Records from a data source
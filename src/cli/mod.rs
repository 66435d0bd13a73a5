//! CLI command implementations

pub mod configure;
pub mod init;
pub mod leaderboard;
pub mod level;
pub mod rank;
pub mod replay;
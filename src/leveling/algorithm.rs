//! XP and Level system
//!
//! Maps accumulated XP to a level with one of three threshold schedules.
//! All variants are pure: the same `(xp, increment)` always yields the same
//! [`LevelInfo`].

use std::num::NonZeroU64;

use serde::{Deserialize, Serialize};

/// Leveling curve selected per community
#[derive(Debug, Clone, Copy, PartialEq, Eq, Default, Serialize, Deserialize)]
#[serde(rename_all = "kebab-case")]
pub enum Algorithm {
    /// Every level costs `increment` XP
    #[default]
    Linear,
    /// Level `n` costs `(n + 1) * increment` XP
    #[serde(alias = "linearinc")]
    LinearIncremental,
    /// Closed form over triangular numbers, starting at level 1
    Quadratic,
}

/// Level position for a given XP total
#[derive(Debug, Clone, Copy, PartialEq, Eq)]
pub struct LevelInfo {
    pub level: u32,
    /// XP still missing before the next level boundary
    pub xp_to_next: u64,
}

/// Result of comparing the level before and after an XP grant
#[derive(Debug, Clone, Copy, PartialEq, Eq)]
pub struct LevelCalc {
    pub level: u32,
    pub xp_to_next: u64,
    pub leveled_up: bool,
}

impl Algorithm {
    pub fn as_str(&self) -> &'static str {
        match self {
            Self::Linear => "linear",
            Self::LinearIncremental => "linear-incremental",
            Self::Quadratic => "quadratic",
        }
    }

    /// Calculate level and XP to the next level
    pub fn level_of(&self, xp: u64, increment: NonZeroU64) -> LevelInfo {
        let inc = increment.get();
        match self {
            Self::Linear => LevelInfo {
                level: saturate(xp / inc),
                xp_to_next: inc - xp % inc,
            },
            Self::LinearIncremental => {
                let mut remaining = xp;
                let mut cost = inc;
                let mut level = 0u64;
                while remaining > cost {
                    remaining -= cost;
                    cost = cost.saturating_add(inc);
                    level += 1;
                }
                LevelInfo {
                    level: saturate(level),
                    xp_to_next: cost - remaining,
                }
            }
            Self::Quadratic => {
                let ratio = 8.0 * xp as f64 / inc as f64;
                let level = ((1.0 + (1.0 + ratio).sqrt()) / 2.0) as u64;
                LevelInfo {
                    level: saturate(level),
                    xp_to_next: quadratic_threshold(level + 1, inc).saturating_sub(xp),
                }
            }
        }
    }

    /// Level after a grant, and whether the grant crossed a level boundary
    pub fn calc(&self, before_xp: u64, after_xp: u64, increment: NonZeroU64) -> LevelCalc {
        let before = self.level_of(before_xp, increment);
        let after = self.level_of(after_xp, increment);
        LevelCalc {
            level: after.level,
            xp_to_next: after.xp_to_next,
            leveled_up: after.level > before.level,
        }
    }
}

/// Total XP at which the quadratic curve reaches `level`
fn quadratic_threshold(level: u64, inc: u64) -> u64 {
    let level = u128::from(level);
    // level * (level - 1) is always even
    let total = (level * level.saturating_sub(1) / 2).saturating_mul(u128::from(inc));
    u64::try_from(total).unwrap_or(u64::MAX)
}

fn saturate(level: u64) -> u32 {
    u32::try_from(level).unwrap_or(u32::MAX)
}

▸ WHAT IS REQUIRED:
The answer must consist of every line from the data that contains the word "always".

▸ ANSWER TO THIS EXERCISE:
//! All variants are pure: the same `(xp, increment)` always yields the same
    // level * (level - 1) is always even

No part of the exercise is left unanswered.